A series of ransomware attacks exploiting a known VMware vulnerability bears the markings of an unsophisticated campaign, according to researchers. And yet, the number of potential victims and damage caused by the ransomware spree is growing.
A list of victims linked to corresponding IP addresses surpassed 3,800 Tuesday, according to the latest data compiled by Ransomwhere, an open-source ransomware payment tracker. Four payments valued at a total of $88,000 have been made thus far, according to Censys data shared by Ransomwhere on Twitter.
More than 1 in 4 of the compromised IP addresses are hosted in France, but the attacks, which started Friday, span multiple countries in Europe, Canada, Asia and the U.S.
Ransomware attacks typically occur one at a time, according to Chester Wisniewski, field CTO of applied research at Sophos. A ransomware spree hitting nearly 4,000 victims “in one go is [a] ridiculous scale compared to normal, but on the other hand it’s quite amateurish,” he said.
The mass distribution of ransomware and relatively low and non-customized ransom demands suggests the threat actor is using a high amount of automation. It also explains why and how so many potential victims have been exposed by a two-year-old vulnerability in a matter of days.

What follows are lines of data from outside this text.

use rten_shape_lib::OpError;
use rten_tensor::prelude::*;
use rten_tensor::Tensor;

use super::{float_arg, int_arg, many, one, Args, OpResult, OpTable};

/// Parameters of a 2D pooling window.
#[derive(Clone, Debug, PartialEq)]
struct PoolParams {
    kernel: [usize; 2],
    stride: [usize; 2],
    padding: [usize; 2],
    dilation: [usize; 2],
    ceil_mode: bool,
}

fn pair(values: &[i64], what: &'static str) -> Result<[i64; 2], OpError> {
    match *values {
        [x] => Ok([x, x]),
        [x, y] => Ok([x, y]),
        _ => Err(OpError::InvalidValue(what)),
    }
}

impl PoolParams {
    fn from_lists(
        kernel: &[i64],
        stride: &[i64],
        padding: &[i64],
        dilation: &[i64],
        ceil_mode: bool,
    ) -> Result<PoolParams, OpError> {
        let kernel = pair(kernel, "Kernel size must have 1 or 2 values")?;
        let stride = if stride.is_empty() {
            kernel
        } else {
            pair(stride, "Stride must have 0, 1 or 2 values")?
        };
        let padding = pair(padding, "Padding must have 1 or 2 values")?;
        let dilation = pair(dilation, "Dilation must have 1 or 2 values")?;

        if kernel.iter().chain(&stride).chain(&dilation).any(|&x| x <= 0) {
            return Err(OpError::InvalidValue(
                "Kernel size, stride and dilation must be positive",
            ));
        }
        if padding.iter().any(|&p| p < 0) {
            return Err(OpError::InvalidValue("Padding must be non-negative"));
        }
        if padding[0] > kernel[0] / 2 || padding[1] > kernel[1] / 2 {
            return Err(OpError::InvalidValue(
                "Padding must be at most half the kernel size",
            ));
        }

        let to_usize = |xs: [i64; 2]| xs.map(|x| x as usize);
        Ok(PoolParams {
            kernel: to_usize(kernel),
            stride: to_usize(stride),
            padding: to_usize(padding),
            dilation: to_usize(dilation),
            ceil_mode,
        })
    }

    /// Return the output size along spatial dim `i` for an input size.
    fn output_size(&self, i: usize, input_size: usize) -> Result<usize, OpError> {
        let [kernel, stride, padding, dilation] = [
            self.kernel[i] as i64,
            self.stride[i] as i64,
            self.padding[i] as i64,
            self.dilation[i] as i64,
        ];
        let input_size = input_size as i64;
        let span = input_size + 2 * padding - dilation * (kernel - 1) - 1;
        let mut size = if self.ceil_mode {
            (span + stride - 1).div_euclid(stride) + 1
        } else {
            span.div_euclid(stride) + 1
        };
        // The last window must start inside the input or left padding.
        if self.ceil_mode && (size - 1) * stride >= input_size + padding {
            size -= 1;
        }
        if size <= 0 {
            return Err(OpError::InvalidValue("Pooling output size is too small"));
        }
        Ok(size as usize)
    }
}

/// Layout of the input to a 2D pooling op, viewed as a stack of planes.
struct Planes {
    batch_shape: Vec<usize>,
    height: usize,
    width: usize,
}

impl Planes {
    /// Check that `shape` is `[C, H, W]` or `[N, C, H, W]` and split it into
    /// leading dims and the plane size. `nonempty_from` is the first dim
    /// that must be non-empty.
    fn new(shape: &[usize], nonempty_from: usize) -> Result<Planes, OpError> {
        if !matches!(shape.len(), 3 | 4) {
            return Err(OpError::InvalidValue("Pooling input must be 3D or 4D"));
        }
        let batch_dims = shape.len() - 3;
        if shape[batch_dims + nonempty_from..].contains(&0) {
            return Err(OpError::IncompatibleInputShapes(
                "Pooling input has an empty non-batch dim",
            ));
        }
        let n = shape.len();
        Ok(Planes {
            batch_shape: shape[..n - 2].to_vec(),
            height: shape[n - 2],
            width: shape[n - 1],
        })
    }

    fn count(&self) -> usize {
        self.batch_shape.iter().product()
    }

    fn output_shape(&self, out_h: usize, out_w: usize) -> Vec<usize> {
        let mut shape = self.batch_shape.clone();
        shape.extend([out_h, out_w]);
        shape
    }
}

/// Return the max value and flat in-plane index of each pooling window.
fn max_pool(input: &Tensor<f32>, params: &PoolParams) -> Result<(Tensor<f32>, Tensor<i32>), OpError> {
    let planes = Planes::new(input.shape(), 0)?;
    let out_h = params.output_size(0, planes.height)?;
    let out_w = params.output_size(1, planes.width)?;
    let (h, w) = (planes.height, planes.width);

    let data = input.to_vec();
    let mut values = Vec::with_capacity(planes.count() * out_h * out_w);
    let mut indices = Vec::with_capacity(values.capacity());
    for plane in data.chunks(h * w) {
        for oy in 0..out_h {
            for ox in 0..out_w {
                let mut max = f32::NEG_INFINITY;
                let mut max_index = 0;
                for ky in 0..params.kernel[0] {
                    let y = (oy * params.stride[0] + ky * params.dilation[0]) as i64
                        - params.padding[0] as i64;
                    if y < 0 || y >= h as i64 {
                        continue;
                    }
                    for kx in 0..params.kernel[1] {
                        let x = (ox * params.stride[1] + kx * params.dilation[1]) as i64
                            - params.padding[1] as i64;
                        if x < 0 || x >= w as i64 {
                            continue;
                        }
                        let index = y as usize * w + x as usize;
                        if plane[index] > max || plane[index].is_nan() {
                            max = plane[index];
                            max_index = index;
                        }
                    }
                }
                values.push(max);
                indices.push(max_index as i32);
            }
        }
    }

    let out_shape = planes.output_shape(out_h, out_w);
    Ok((
        Tensor::from_data(&out_shape, values),
        Tensor::from_data(&out_shape, indices),
    ))
}

fn max_pool_params(args: &Args) -> Result<PoolParams, OpError> {
    PoolParams::from_lists(
        &args.ints("kernel_size")?,
        &args.ints("stride")?,
        &args.ints("padding")?,
        &args.ints("dilation")?,
        args.bool("ceil_mode")?,
    )
}

fn max_pool2d(args: &Args) -> OpResult {
    let (values, _) = max_pool(&float_arg(args, "self")?, &max_pool_params(args)?)?;
    one(values)
}

fn max_pool2d_with_indices(args: &Args) -> OpResult {
    let (values, indices) = max_pool(&float_arg(args, "self")?, &max_pool_params(args)?)?;
    many([values.into(), indices.into()])
}

fn max_pool2d_with_indices_backward(args: &Args) -> OpResult {
    let input = float_arg(args, "self")?;
    let grad = float_arg(args, "grad_output")?;
    let indices = int_arg(args, "indices")?;
    let (output, _) = max_pool(&input, &max_pool_params(args)?)?;
    if grad.shape() != output.shape() || indices.shape() != output.shape() {
        return Err(OpError::IncompatibleInputShapes(
            "Gradient and indices must have the shape of the pooling output",
        ));
    }

    let planes = Planes::new(input.shape(), 0)?;
    let plane_len = planes.height * planes.width;
    let out_plane_len: usize = output.shape()[output.ndim() - 2..].iter().product();
    let mut grad_input = vec![0.; input.len()];
    let indices = indices.to_vec();
    for (i, &g) in grad.iter().enumerate() {
        let plane = i / out_plane_len;
        let index = indices[i];
        if index < 0 || index as usize >= plane_len {
            return Err(OpError::InvalidValue("Pooling index is out of bounds"));
        }
        grad_input[plane * plane_len + index as usize] += g;
    }
    one(Tensor::from_data(input.shape(), grad_input))
}

fn avg_pool2d(args: &Args) -> OpResult {
    let input = float_arg(args, "self")?;
    let params = PoolParams::from_lists(
        &args.ints("kernel_size")?,
        &args.ints("stride")?,
        &args.ints("padding")?,
        &[1],
        args.bool("ceil_mode")?,
    )?;
    let count_include_pad = args.bool("count_include_pad")?;
    let divisor_override = args.opt_int("divisor_override")?;
    if divisor_override == Some(0) {
        return Err(OpError::InvalidValue("Divisor must not be zero"));
    }

    let planes = Planes::new(input.shape(), 0)?;
    let out_h = params.output_size(0, planes.height)?;
    let out_w = params.output_size(1, planes.width)?;
    let (h, w) = (planes.height as i64, planes.width as i64);
    let [pad_y, pad_x] = params.padding.map(|p| p as i64);

    let data = input.to_vec();
    let mut output = Vec::with_capacity(planes.count() * out_h * out_w);
    for plane in data.chunks((h * w) as usize) {
        for oy in 0..out_h as i64 {
            for ox in 0..out_w as i64 {
                let y_start = oy * params.stride[0] as i64 - pad_y;
                let x_start = ox * params.stride[1] as i64 - pad_x;
                let y_end = (y_start + params.kernel[0] as i64).min(h + pad_y);
                let x_end = (x_start + params.kernel[1] as i64).min(w + pad_x);
                let padded_count = (y_end - y_start) * (x_end - x_start);

                let (y_start, x_start) = (y_start.max(0), x_start.max(0));
                let (y_end, x_end) = (y_end.min(h), x_end.min(w));
                let mut sum = 0.;
                for y in y_start..y_end {
                    for x in x_start..x_end {
                        sum += plane[(y * w + x) as usize];
                    }
                }

                let divisor = match divisor_override {
                    Some(divisor) => divisor,
                    None if count_include_pad => padded_count,
                    None => (y_end - y_start) * (x_end - x_start),
                };
                output.push(sum / divisor as f32);
            }
        }
    }
    one(Tensor::from_data(&planes.output_shape(out_h, out_w), output))
}

/// Return the `[start, end)` range of input positions pooled into output
/// position `i` of an adaptive pooling op.
fn adaptive_window(i: usize, in_size: usize, out_size: usize) -> (usize, usize) {
    let start = (i * in_size) / out_size;
    let end = ((i + 1) * in_size).div_ceil(out_size);
    (start, end)
}

fn adaptive_avg_pool2d(args: &Args) -> OpResult {
    let input = float_arg(args, "self")?;
    let output_size = args.ints("output_size")?;
    let [out_h, out_w] = match *output_size {
        [h, w] if h >= 0 && w >= 0 => [h as usize, w as usize],
        [_, _] => return Err(OpError::InvalidValue("Output size must be non-negative")),
        _ => return Err(OpError::InvalidValue("Output size must have 2 values")),
    };
    let planes = Planes::new(input.shape(), 1)?;
    let (h, w) = (planes.height, planes.width);

    let data = input.to_vec();
    let mut output = Vec::with_capacity(planes.count() * out_h * out_w);
    for plane_index in 0..planes.count() {
        let plane = &data[plane_index * h * w..(plane_index + 1) * h * w];
        for oy in 0..out_h {
            let (y_start, y_end) = adaptive_window(oy, h, out_h);
            for ox in 0..out_w {
                let (x_start, x_end) = adaptive_window(ox, w, out_w);
                let mut sum = 0.;
                for y in y_start..y_end {
                    for x in x_start..x_end {
                        sum += plane[y * w + x];
                    }
                }
                output.push(sum / ((y_end - y_start) * (x_end - x_start)) as f32);
            }
        }
    }
    one(Tensor::from_data(&planes.output_shape(out_h, out_w), output))
}

pub(crate) fn register(table: &mut OpTable) {
    table.add("aten::max_pool2d", max_pool2d);
    table.add("aten::max_pool2d_with_indices", max_pool2d_with_indices);
    table.add(
        "aten::max_pool2d_with_indices_backward",
        max_pool2d_with_indices_backward,
    );
    table.add("aten::avg_pool2d", avg_pool2d);
    table.add("aten::adaptive_avg_pool2d", adaptive_avg_pool2d);
}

“I’m a bit surprised there’s this much public-facing infrastructure of this type that’s this old and not being maintained,” Wisniewski said. “All of it’s very strange, but I definitely would classify this in the seriously amateurish category.”
Activity observed by Arctic Wolf Labs suggests the threat actor behind the ESXiArgs campaign is using a proof of concept exploit code for CVE-2021-21974 that’s been publicly available for at least a year.
“We didn’t see a significant uptick in use of the exploit until this campaign,” Adrian Korn, senior manager of threat intelligence research at Arctic Wolf Labs, said via email.
“Threat actors get creative and look at off-the-shelf exploits to use in new campaigns. It is likely that this ESXiArgs crew wanted to target ESXi servers to inflict a lot of damage and then came across this CVE,” Korn said.
Victims yet to be identified
Efforts to track the ongoing ransomware campaign to potential victims remain underway.
“While this campaign isn’t especially sophisticated, that doesn’t mean it hasn’t succeeded in impacting a large number of victims. Exactly how many victims there are — and who they are — remains to be seen,” Brett Callow, threat analyst at Emsisoft, said via email.
Reuters identified servers with compromised IP addresses linked to the Florida Supreme Court and several universities, but researchers warned against making a direct connection based on IP address data.
IP address records aren’t updated consistently and some cloud service providers offer hosted and virtualized VMware installations, which further breaks the chain of IP address ownership.
“The Florida Supreme Court’s systems are not compromised,” a spokesperson told Cybersecurity Dive via email.
ESXiArgs borrowed some code from other ransomware groups and wrote a basic shell script to deploy the ransomware and perform cleanup actions, according to Korn. “This does not fit the bill of a highly sophisticated adversary."
Some victims have recovered data compromised by these attacks without paying the ransom, according to the Cybersecurity and Infrastructure Security Agency. The agency bolstered that effort on Tuesday by publishing an ESXiArgs ransomware recovery script on GitHub to help organizations attempt recovery.
Despite the unsophisticated mode of attack, and potential for victims to recover without serious damages, the ESXiArgs ransomware campaign underscores risk associated with poor maintenance and controls.
Not only are these VMware management interfaces not getting patched, but they shouldn’t even be on the internet, Wisniewski said. “This is a full remote-code execution, meaning once they’re on it, they kind of control the box and can do whatever they want.”
Worse yet, Wisniewski said, successful campaigns such as this are often copied by more sophisticated threat actors that can cause more damage.